Les Députés de l´Assemblée Législative de la Province, représentants de la minorité des 8% de blancs vivant sur le territoire et possédant le controle de l´ensemble du processus de production profitèrent avec um avidité sans commune mesure de cet énorme potentiel de force de travail. Ces nobles députés sortirent leurs griffes avant même que l´organisation de la maison ne soit en place. Le 9 septembre 1852, au cours de la troisième session de la première Assemblée Législative réunie dans la Province, c´est-à-dire au cours de la troisième rencontre des premiers deputes à figurer dans l´Histoire de l´Amazonas, fut donné lecture du premier projet que nous transcrivons ici intégralement car il constitue une véritable “perle émancipatrice”:
Art. 1º - Tout habitant sera autorisé à contracter librement l’échange des féroces indigènes avec les chefs des nations sauvages.

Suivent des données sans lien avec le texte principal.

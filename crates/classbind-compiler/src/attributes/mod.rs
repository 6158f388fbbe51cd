//! Attribute binding.
//!
//! - [`targets`]: project a declaration through a section's target keyword
//! - [`binder`]: resolve attribute classes and constructors, coerce the
//!   arguments and attach the serialized result; the [`AttributePass`]
//!   drives it over every recorded site
//! - [`blob`]: the custom attribute blob codec

pub mod binder;
pub mod blob;
pub mod targets;

use classbind_ast::AttributeSection;
use classbind_core::{ClassId, MemberId};

use crate::context::ResolutionContext;

pub use binder::{AttributeOutput, AttributePass, Binding, apply_attributes, bind_attribute, resolve_attribute_class};
pub use targets::{TargetError, project};

/// The declaration an attribute section was written on.
#[derive(Debug, Clone, Copy, PartialEq, Eq)]
pub enum Declaration {
    /// A compilation unit; sections target the assembly or module.
    Unit,
    /// A type. Delegates carry their `Invoke` method for `return:` sections.
    Type {
        class: ClassId,
        invoke: Option<MemberId>,
    },
    Method(MemberId),
    /// A field or enum member.
    Field(MemberId),
    Property(MemberId),
    /// An event and, when field-like, its backing field.
    Event {
        event: MemberId,
        backing: Option<MemberId>,
    },
    /// A synthesized accessor. `value` is the index of its `value`
    /// parameter, if it has one.
    Accessor {
        method: MemberId,
        value: Option<u16>,
    },
    /// A formal parameter; index 1 is the first parameter.
    Parameter { method: MemberId, index: u16 },
}

/// Attribute sections waiting to be bound, with the context their names
/// resolve in.
#[derive(Debug, Clone, Copy)]
pub struct AttributeSite<'ast> {
    pub sections: &'ast [AttributeSection],
    pub declaration: Declaration,
    pub res: ResolutionContext,
    pub file: &'ast str,
}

Art. 2º - Une fois l’échange négocié, la personne devra comparaître en compagnie des indigènes devant le Juge de Paix du canton le plus proche afin de signer un engagement d’éducation pour une période de dix ans.
Art. 3º - Au terme des dix ans dont ils est fait mention à l´article 2, l´indien pourra être intégré au village.
Art. 4º - Sera redevable d´une amende de 100 000 réis et d´une peine de 20 jours de prision tout demandeur comparaissant pour les indiens appartenant à une maison de maître; les suborneurs seront obligés par toute autorité judiciaire ou militaire à restituer les indiens à la maison desdits maîtres.
Les dispositions contraires furent révoquées. Les indiens étaient légalement considérés comme des produits de la forêt, susceptibles d´être arrachés et extraits, la minorité blanche pouvant en user et en abuser à sa guise. Le Gouvernement de la Province encourageait toutes les initiatives privées d´exploitation de la main d´oeuvre indigène, sous prétexte que « l´indien féroce » recevrait une éducation « civilisatrice » et pourrait, au bout de dix ans (quelle magnanimité !), être considéré comme « membre de la communauté villageoise ». Cependant, si un blanc désirait faire l´éducation » d´un indien cuelli dans la forêt par un autre blanc, il devait payer une amende et purger une peine de prison. Ainsi, le « monopole de l´éducation » était préservé sur la base du postulat : « c´est moi qui l´ai vu le premier, il est à moi. »
Mais le projet fut sans effet. Il ne suffisait pas d´autoriser la chasse à l´indien; il fallait encore l´encourager par des primes. Les nobles députés entrèrent une nouvelle fois dans l´Histoire par les coulisses, quelques années plus tard. Le Loi nº 86 du 22 octobre 1858 fut promulguée par l´Assemblée Législative de la Province et approuvée par le Président de la Province, Francisco José Furtado; en vertu de cette loi, une prime de 200 000 réis était concédée à qui planterait sur son terrain 1 000 pieds de cacao ou de café; en outre, en vertu de l´article 3 de cette même loi, une prime de 50 000 réis pour chaque indigène isolé et de 100 000 réis pour chaque famille indigène comptant plus de deux personnes et des enfants âgés de plus de 8 ans était attribuée à tout entrepreneur qui coloniserait et ferait résider sur ses terres un nombre d´indigènes supérieur à 15.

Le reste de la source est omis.